COVID-19 has widened the gender economic gap. While it is easier for companies to make gender balance a priority in a growing sector or strong economic environment, for companies that are under cost pressure, promotion opportunities tend to be restricted. Where there is not enough room for promotion, it becomes even harder to maintain or improve the gender balance. The glass ceiling tends to become thicker, almost impossible for women to break it, and opportunities for women to realize their full potential are further reduced. However, an increasing number of studies show that companies committed to gender diversity on executive teams are 21% more likely to outperform on profitability and 27% more likely to have superior value creation. The more diverse companies are, the better they are able to attract top talents, improve customer orientation and decision making.2
As a responsible, impact-oriented investor, how are we at responsAbility working on this issue? First, our management made the active decision to take it seriously, so we have begun engaging in structural work to promote diversity and inclusion. At the corporate level, the company recently created an independent Gender and Diversity Advisory Group with the mandate to analyze and create policies and initiatives to improve gender and diversity across the company. At the level of the funds we manage, responsAbility has also engaged with various stakeholders, from investors to donors to our portfolio companies in order to promote gender-lens investing and give women in developing markets improved access to leadership opportunities, quality employment, finance, enterprise support and products & services, in line with the 2X Challenge.
The Covid-19 crisis raises critical choices for our societies. But an economic recovery that does not put gender equality and diversity at the center would mean a sluggish recovery at best. Let us not miss this opportunity to empower and inspire younger generations of women to become leaders and to create a new paradigm where gender equality can be viewed as it should be – essential for the happiness and economic health of both men and women.
1 In 2019, according to the world economic forum, the gender gap was to be closed in 202 years.
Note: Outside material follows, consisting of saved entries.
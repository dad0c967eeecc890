//! Executor error types.

use thiserror::Error;

/// Errors reported by an [`crate::Executor`].
#[derive(Debug, Clone, PartialEq, Eq, Error)]
pub enum ExecutorError {
    /// The action could not be started (runtime unreachable, registry
    /// login or image pull failed, container refused to start).
    #[error("executor launch failed: {0}")]
    Launch(String),

    /// Reading container state failed. Usually transient.
    #[error("executor inspect failed: {0}")]
    Inspect(String),

    /// The handle does not name a container any more.
    #[error("executor container not found: {0}")]
    NotFound(String),

    #[error("executor terminate failed: {0}")]
    Terminate(String),
}

pub type ExecutorResult<T> = Result<T, ExecutorError>;
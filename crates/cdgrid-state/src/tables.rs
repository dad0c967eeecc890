//! redb table definitions for the cdgrid state store.
//!
//! Record tables use `&str` keys and `&[u8]` values (JSON-serialized domain types).

use redb::TableDefinition;

/// App registrations keyed by app `id`.
pub const APPS: TableDefinition<&str, &[u8]> = TableDefinition::new("apps");

/// Deployment jobs keyed by `job_id`.
pub const JOBS: TableDefinition<&str, &[u8]> = TableDefinition::new("jobs");

/// Target → `job_id` of the target's non-terminal job.
pub const ACTIVE_JOBS: TableDefinition<&str, &str> = TableDefinition::new("active_jobs");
Marie Anna Bénard is a Technical Assistance Officer at responsAbility. She structures and manages Technical Assistance programs in developing and emerging countries to facilitate investments and to create positive impact for various funds managed by responsAbility. Marie Anna joined responsAbility in 2016 and has 10 years of experience in project management and technical assistance in financial inclusion, climate finance and sustainable agriculture.
Marie Anna is the Chair of responsAbility’s Gender and Diversity Advisory Group.